Given data:
● ● ●

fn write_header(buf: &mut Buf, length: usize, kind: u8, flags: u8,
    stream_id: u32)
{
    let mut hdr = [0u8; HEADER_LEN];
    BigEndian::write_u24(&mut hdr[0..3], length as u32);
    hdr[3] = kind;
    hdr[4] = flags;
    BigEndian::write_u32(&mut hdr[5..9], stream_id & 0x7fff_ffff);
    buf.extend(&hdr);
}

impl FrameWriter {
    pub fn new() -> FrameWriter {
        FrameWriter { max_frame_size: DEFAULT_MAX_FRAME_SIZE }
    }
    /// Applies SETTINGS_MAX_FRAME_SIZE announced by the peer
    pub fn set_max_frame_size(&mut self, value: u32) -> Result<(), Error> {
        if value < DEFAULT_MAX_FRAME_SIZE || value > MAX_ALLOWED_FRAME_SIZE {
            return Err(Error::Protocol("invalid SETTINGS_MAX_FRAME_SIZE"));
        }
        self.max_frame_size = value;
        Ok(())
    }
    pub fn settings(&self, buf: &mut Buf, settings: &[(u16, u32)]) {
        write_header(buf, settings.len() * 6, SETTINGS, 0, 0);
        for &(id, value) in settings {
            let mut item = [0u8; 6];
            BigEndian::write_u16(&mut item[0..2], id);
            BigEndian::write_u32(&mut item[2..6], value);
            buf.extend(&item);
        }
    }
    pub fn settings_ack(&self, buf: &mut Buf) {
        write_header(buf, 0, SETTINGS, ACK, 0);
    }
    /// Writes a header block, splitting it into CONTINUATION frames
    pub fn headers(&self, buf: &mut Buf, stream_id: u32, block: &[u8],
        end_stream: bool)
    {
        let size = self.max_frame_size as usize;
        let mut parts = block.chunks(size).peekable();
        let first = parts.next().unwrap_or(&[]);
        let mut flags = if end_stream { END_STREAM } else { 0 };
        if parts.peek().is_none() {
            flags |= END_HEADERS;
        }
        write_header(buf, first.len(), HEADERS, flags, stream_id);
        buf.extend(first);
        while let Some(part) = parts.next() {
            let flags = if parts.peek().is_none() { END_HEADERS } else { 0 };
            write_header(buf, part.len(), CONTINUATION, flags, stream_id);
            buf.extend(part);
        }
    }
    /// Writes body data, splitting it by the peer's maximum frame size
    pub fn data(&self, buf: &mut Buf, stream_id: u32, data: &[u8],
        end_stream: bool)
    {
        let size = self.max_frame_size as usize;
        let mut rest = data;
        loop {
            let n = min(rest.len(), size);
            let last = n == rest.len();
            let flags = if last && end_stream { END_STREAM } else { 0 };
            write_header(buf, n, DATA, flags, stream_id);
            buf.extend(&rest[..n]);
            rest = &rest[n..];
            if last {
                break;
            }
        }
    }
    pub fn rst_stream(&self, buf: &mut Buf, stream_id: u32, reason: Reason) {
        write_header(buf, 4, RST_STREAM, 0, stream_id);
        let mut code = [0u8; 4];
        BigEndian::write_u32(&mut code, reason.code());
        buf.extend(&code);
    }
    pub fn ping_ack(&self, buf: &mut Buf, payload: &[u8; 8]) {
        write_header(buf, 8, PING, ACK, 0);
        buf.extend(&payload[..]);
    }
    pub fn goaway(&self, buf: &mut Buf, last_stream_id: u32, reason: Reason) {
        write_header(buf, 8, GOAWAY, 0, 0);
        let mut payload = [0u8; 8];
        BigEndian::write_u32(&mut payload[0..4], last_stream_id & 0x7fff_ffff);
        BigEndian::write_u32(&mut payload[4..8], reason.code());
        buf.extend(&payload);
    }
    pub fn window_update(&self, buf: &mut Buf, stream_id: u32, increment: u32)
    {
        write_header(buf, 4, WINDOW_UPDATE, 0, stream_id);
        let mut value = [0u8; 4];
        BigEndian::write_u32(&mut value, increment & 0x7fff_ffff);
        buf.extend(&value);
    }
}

● ● ●

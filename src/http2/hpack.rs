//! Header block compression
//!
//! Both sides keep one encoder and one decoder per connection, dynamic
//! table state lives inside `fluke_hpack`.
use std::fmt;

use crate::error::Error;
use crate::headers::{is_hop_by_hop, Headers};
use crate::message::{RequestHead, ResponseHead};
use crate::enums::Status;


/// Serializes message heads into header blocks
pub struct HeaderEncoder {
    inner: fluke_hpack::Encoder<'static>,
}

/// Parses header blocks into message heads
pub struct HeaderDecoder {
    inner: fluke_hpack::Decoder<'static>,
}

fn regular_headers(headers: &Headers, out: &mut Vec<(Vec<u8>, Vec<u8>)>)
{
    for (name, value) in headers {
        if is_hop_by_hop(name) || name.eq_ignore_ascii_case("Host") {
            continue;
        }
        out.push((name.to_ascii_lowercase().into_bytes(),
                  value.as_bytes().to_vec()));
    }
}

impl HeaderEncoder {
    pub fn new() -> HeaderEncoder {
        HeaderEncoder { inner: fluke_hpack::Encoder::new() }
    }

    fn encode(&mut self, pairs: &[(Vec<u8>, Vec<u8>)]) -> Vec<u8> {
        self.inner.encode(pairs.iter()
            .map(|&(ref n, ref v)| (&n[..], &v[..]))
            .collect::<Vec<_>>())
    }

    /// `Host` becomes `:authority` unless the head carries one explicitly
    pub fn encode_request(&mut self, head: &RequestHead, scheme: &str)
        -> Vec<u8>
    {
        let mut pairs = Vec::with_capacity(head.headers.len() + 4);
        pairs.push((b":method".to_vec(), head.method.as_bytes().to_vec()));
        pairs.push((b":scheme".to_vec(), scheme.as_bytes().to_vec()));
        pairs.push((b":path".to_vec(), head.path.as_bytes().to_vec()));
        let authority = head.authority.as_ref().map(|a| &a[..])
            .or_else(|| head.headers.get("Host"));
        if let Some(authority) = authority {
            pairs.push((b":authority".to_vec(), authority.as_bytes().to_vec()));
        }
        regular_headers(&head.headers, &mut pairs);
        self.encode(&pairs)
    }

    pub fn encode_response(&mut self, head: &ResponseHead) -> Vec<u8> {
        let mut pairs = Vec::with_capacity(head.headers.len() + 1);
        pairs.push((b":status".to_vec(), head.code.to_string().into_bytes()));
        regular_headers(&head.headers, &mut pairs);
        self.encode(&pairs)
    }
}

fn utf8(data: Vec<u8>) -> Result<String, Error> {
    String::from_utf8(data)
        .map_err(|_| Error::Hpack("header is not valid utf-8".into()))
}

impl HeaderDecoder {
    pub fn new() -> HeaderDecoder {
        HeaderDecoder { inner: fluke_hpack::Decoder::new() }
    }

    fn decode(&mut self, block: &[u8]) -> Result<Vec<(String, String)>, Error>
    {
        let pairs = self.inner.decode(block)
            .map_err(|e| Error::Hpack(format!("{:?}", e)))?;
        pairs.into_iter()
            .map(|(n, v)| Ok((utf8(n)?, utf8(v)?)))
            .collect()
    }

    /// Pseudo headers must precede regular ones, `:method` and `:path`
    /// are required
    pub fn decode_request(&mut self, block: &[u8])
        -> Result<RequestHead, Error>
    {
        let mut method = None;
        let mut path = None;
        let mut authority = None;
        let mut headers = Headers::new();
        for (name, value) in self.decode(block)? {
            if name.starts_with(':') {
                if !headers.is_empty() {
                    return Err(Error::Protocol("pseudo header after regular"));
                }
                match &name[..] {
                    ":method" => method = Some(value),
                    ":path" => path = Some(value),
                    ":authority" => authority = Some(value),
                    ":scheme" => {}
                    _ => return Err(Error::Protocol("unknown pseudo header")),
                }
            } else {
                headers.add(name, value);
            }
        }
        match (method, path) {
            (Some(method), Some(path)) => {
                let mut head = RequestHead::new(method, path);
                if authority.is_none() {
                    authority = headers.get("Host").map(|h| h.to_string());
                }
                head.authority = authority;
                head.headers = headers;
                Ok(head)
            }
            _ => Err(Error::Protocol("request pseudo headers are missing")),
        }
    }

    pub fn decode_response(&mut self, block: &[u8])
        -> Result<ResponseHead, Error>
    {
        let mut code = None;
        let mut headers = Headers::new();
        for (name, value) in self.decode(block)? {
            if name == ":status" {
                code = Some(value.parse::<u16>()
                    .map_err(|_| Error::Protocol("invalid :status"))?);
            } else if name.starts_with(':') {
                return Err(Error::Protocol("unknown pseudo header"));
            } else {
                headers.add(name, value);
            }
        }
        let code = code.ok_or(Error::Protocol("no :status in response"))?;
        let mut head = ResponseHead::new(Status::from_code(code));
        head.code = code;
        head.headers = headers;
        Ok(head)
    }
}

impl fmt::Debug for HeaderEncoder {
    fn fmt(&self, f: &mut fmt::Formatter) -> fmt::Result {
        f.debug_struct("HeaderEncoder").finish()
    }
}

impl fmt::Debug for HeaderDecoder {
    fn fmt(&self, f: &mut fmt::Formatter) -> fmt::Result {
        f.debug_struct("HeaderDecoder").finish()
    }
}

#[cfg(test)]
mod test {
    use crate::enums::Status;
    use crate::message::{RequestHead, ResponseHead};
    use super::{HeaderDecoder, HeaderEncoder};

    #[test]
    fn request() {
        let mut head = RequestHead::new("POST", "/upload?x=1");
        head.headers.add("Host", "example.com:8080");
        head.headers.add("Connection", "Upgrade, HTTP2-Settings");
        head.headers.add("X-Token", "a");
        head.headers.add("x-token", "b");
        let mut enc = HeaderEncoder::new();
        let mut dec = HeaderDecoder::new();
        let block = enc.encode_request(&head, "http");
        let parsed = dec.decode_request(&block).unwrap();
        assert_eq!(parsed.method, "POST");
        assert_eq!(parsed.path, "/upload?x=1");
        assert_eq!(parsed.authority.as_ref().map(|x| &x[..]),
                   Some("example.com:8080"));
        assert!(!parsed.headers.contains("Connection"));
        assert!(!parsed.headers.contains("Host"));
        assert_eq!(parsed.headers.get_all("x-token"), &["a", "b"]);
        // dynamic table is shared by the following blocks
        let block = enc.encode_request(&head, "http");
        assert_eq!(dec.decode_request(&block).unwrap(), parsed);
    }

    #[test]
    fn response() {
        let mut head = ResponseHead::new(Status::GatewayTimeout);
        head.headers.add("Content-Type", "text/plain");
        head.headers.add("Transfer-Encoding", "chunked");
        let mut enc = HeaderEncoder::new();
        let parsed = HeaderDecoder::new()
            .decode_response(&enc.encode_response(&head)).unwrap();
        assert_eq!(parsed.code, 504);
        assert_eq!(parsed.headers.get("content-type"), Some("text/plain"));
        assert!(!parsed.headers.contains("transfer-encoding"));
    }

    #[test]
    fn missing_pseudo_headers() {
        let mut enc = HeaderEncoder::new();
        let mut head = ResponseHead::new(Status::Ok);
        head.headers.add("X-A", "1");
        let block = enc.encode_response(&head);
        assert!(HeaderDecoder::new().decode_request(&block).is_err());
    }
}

● ● ●

Problem to solve: From the data above, count the lines that hold the string "static". Reply with only that number.

Response: 2